Jean Nouvel's completed Louvre Abu Dhabi is spanned by a huge geometric-patterned dome
The first official photographs of the Jean Nouvel-designed Louvre Abu Dhabi have been released, ahead of the museum's public opening this weekend.
A dome spans 180 metres over the huge new art museum, which officially opens to the public on 11 November 2017.
As the first outpost of the Musée du Louvre outside France, Louvre Abu Dhabi stands on the waterfront of Abu Dhabi's Saadiyat Island, a man-made island on the coast of the United Arab Emirates capital.
The building forms part of the Saadiyat Cultural District, where it will be joined by the Foster + Partner-designed Zayed National Museum and a new Guggenheim designed by Frank Gehry, although work has yet to begin on that.

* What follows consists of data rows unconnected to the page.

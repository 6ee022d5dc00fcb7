//! Engine configuration.

use anyhow::{Context, Result};
use serde::{Deserialize, Serialize};
use std::path::Path;

/// Settings fixed at plan compilation
#[derive(Debug, Clone, Copy, PartialEq, Eq, Serialize, Deserialize)]
#[serde(default, deny_unknown_fields)]
pub struct EngineConfig {
    /// Whether a reference to a key absent from the record is an evaluation
    /// error. When off, the value is the empty string.
    pub strict_attributes: bool,
}

impl Default for EngineConfig {
    fn default() -> Self {
        Self {
            strict_attributes: true,
        }
    }
}

impl EngineConfig {
    pub fn lenient() -> Self {
        Self {
            strict_attributes: false,
        }
    }

    pub fn from_json_str(text: &str) -> Result<Self> {
        serde_json::from_str(text).context("Failed to parse engine config")
    }

    /// Load a JSON config file
    pub fn load(path: &Path) -> Result<Self> {
        let text = std::fs::read_to_string(path)
            .with_context(|| format!("Failed to read config file {}", path.display()))?;
        Self::from_json_str(&text)
    }
}

#[cfg(test)]
mod tests {
    use super::*;

    #[test]
    fn test_default_is_strict() {
        assert!(EngineConfig::default().strict_attributes);
        assert!(!EngineConfig::lenient().strict_attributes);
    }

    #[test]
    fn test_from_json() {
        let config = EngineConfig::from_json_str(r#"{"strict_attributes": false}"#).unwrap();
        assert_eq!(config, EngineConfig::lenient());

        let config = EngineConfig::from_json_str("{}").unwrap();
        assert_eq!(config, EngineConfig::default());

        assert!(EngineConfig::from_json_str(r#"{"strict": false}"#).is_err());
    }

    #[test]
    fn test_load_missing_file() {
        let err = EngineConfig::load(Path::new("/nonexistent/logsql.json")).unwrap_err();
        assert!(err.to_string().contains("Failed to read config file"));
    }
}
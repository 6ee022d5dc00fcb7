//! logsql - filter and reshape JSON-lines log records with a SELECT statement

use anyhow::{Context, Result};
use clap::Parser as ClapParser;
use logsql::function::FunctionRegistry;
use logsql::{EngineConfig, Outcome, Record, SqlProcessor};
use std::fs::File;
use std::io::{self, BufRead, BufReader, BufWriter, Write};
use std::path::PathBuf;
use std::sync::Arc;

/// Filter and reshape JSON-lines log records with a SQL SELECT statement
#[derive(ClapParser, Debug)]
#[command(author, version, about, long_about = None)]
struct Args {
    /// SELECT statement to run
    #[arg(short, long, conflicts_with = "file", required_unless_present = "file")]
    sql: Option<String>,

    /// File containing the SELECT statement
    #[arg(short, long)]
    file: Option<PathBuf>,

    /// JSON-lines input file (stdin when omitted)
    #[arg(short, long)]
    input: Option<PathBuf>,

    /// Treat missing attributes as empty strings instead of errors
    #[arg(short, long)]
    lenient: bool,

    /// JSON engine config file
    #[arg(short, long)]
    config: Option<PathBuf>,

    /// Enable debug logging
    #[arg(short, long)]
    debug: bool,
}

fn main() -> Result<()> {
    let args = Args::parse();

    let log_level = if args.debug { "debug" } else { "info" };
    env_logger::Builder::from_env(env_logger::Env::default().default_filter_or(log_level)).init();

    let script = match (&args.sql, &args.file) {
        (Some(sql), _) => sql.clone(),
        (None, Some(path)) => std::fs::read_to_string(path)
            .with_context(|| format!("Failed to read SQL file {}", path.display()))?,
        (None, None) => anyhow::bail!("either --sql or --file is required"),
    };

    let mut config = match &args.config {
        Some(path) => EngineConfig::load(path)?,
        None => EngineConfig::default(),
    };
    if args.lenient {
        config.strict_attributes = false;
    }

    let registry = Arc::new(FunctionRegistry::with_builtins());
    let processor =
        SqlProcessor::new(script.trim(), config, registry).context("Failed to compile SQL")?;

    let reader: Box<dyn BufRead> = match &args.input {
        Some(path) => Box::new(BufReader::new(
            File::open(path)
                .with_context(|| format!("Failed to open input {}", path.display()))?,
        )),
        None => Box::new(BufReader::new(io::stdin())),
    };

    let stdout = io::stdout();
    let mut out = BufWriter::new(stdout.lock());
    let stats = run(&processor, reader, &mut out)?;
    out.flush().context("Failed to flush output")?;

    log::info!(
        "{} records read, {} written, {} filtered, {} failed, {} skipped",
        stats.read,
        stats.written,
        stats.filtered,
        stats.failed,
        stats.skipped
    );
    Ok(())
}

#[derive(Debug, Default)]
struct Stats {
    read: usize,
    written: usize,
    filtered: usize,
    failed: usize,
    skipped: usize,
}

fn run(processor: &SqlProcessor, reader: impl BufRead, out: &mut impl Write) -> Result<Stats> {
    let mut stats = Stats::default();

    for (index, line) in reader.lines().enumerate() {
        let line = line.context("Failed to read input")?;
        if line.trim().is_empty() {
            continue;
        }
        stats.read += 1;

        let record = match Record::from_json_str(&line) {
            Ok(record) => record,
            Err(e) => {
                log::warn!("line {}: skipped: {}", index + 1, e);
                stats.skipped += 1;
                continue;
            }
        };

        let outcome = processor.process(&record);
        match &outcome {
            Outcome::Filtered => stats.filtered += 1,
            Outcome::PredicateFailed(_) | Outcome::ProjectionFailed { .. } => stats.failed += 1,
            Outcome::Kept(_) => {}
        }
        if let Some(record) = outcome.into_record() {
            serde_json::to_writer(&mut *out, &record).context("Failed to write record")?;
            out.write_all(b"\n").context("Failed to write record")?;
            stats.written += 1;
        }
    }

    Ok(stats)
}
//! LIKE translation, pattern compilation and the zero-value test.

use regex::Regex;

/// Translate a SQL LIKE pattern into an anchored regular expression.
///
/// `%` matches any run of characters, `_` exactly one character, and a
/// backslash makes the next `%`, `_` or `\` literal. Everything else is matched
/// literally.
pub fn like_to_regex(pattern: &str) -> String {
    let mut result = String::with_capacity(pattern.len() * 2 + 8);
    // (?s) lets the wildcards cross newlines
    result.push_str("(?s)^");

    let mut chars = pattern.chars().peekable();
    let mut buf = [0u8; 4];
    while let Some(c) = chars.next() {
        match c {
            '%' => result.push_str(".*"),
            '_' => result.push('.'),
            '\\' => match chars.peek() {
                Some(&next) if matches!(next, '%' | '_' | '\\') => {
                    chars.next();
                    result.push_str(&regex::escape(next.encode_utf8(&mut buf)));
                }
                _ => result.push_str(r"\\"),
            },
            _ => result.push_str(&regex::escape(c.encode_utf8(&mut buf))),
        }
    }

    result.push('$');
    result
}

/// Compile a LIKE pattern
pub fn compile_like(pattern: &str) -> Result<Regex, regex::Error> {
    Regex::new(&like_to_regex(pattern))
}

/// Compile a REGEXP pattern; matching is unanchored
pub fn compile_regexp(pattern: &str) -> Result<Regex, regex::Error> {
    Regex::new(pattern)
}

/// Whether `value` is the zero value: empty, or a number equal to 0
pub fn is_zero_value(value: &str) -> bool {
    value.is_empty() || value.parse::<f64>().is_ok_and(|n| n == 0.0)
}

Almost 8,000 metal stars overlap to form the geometric pattern of the dome. It filters sunlight to create is described as "a rain of light", throwing flecks of illumination on the white blocks and promenades that forms the building's interior.
"It is a project founded on a major symbol of Arab architecture: the dome. But here, with its evident shift from tradition, the dome is a modern proposal," said French architect Jean Nouvel.
"A double dome 180 metres in diameter, offering horizontal, perfectly radiating geometry, a randomly perforated woven material, providing shade punctuated by bursts of sun," he explained.
"The dome gleams in the Abu Dhabi sunshine. At night, this protected landscape is an oasis of light under a starry dome."
The semi-outdoor spaces below the dome are used to display specially commissioned installations, while the museum's permanent collection and temporary shows are housed within white cubic blocks, to create a "museum city".
A well as 6,400 square metres of gallery space – comprising 23 galleries for the museum's permanent collection, a temporary exhibition space and the Children's Museum – the Louvre Abu Dhabi also includes a 270-seat auditorium, restaurant, shop and cafe.
Plans were first unveiled for the museum back in in 2007, when an intergovernmental agreement between Abu Dhabi and France was formed.
Its completion comes five years after the Musée du Louvre opened its first outpost – a gallery in French town Lens designed by Japanese studio SANAA and New York office Imrey Culbert.
Building works drew to a close earlier this summer and first glimpses of the building's completed exterior have been trickling through on social media since August.
The museum's own collection of 600 artworks – ranging from pieces by Piet Mondrian, Edouard Manet and Pablo Picasso, to Cy Twombly and Ai Weiwei – will be exhibited alongside 300 pieces loaned from French cultural institutions, to present a chronological display dating from prehistory to present day.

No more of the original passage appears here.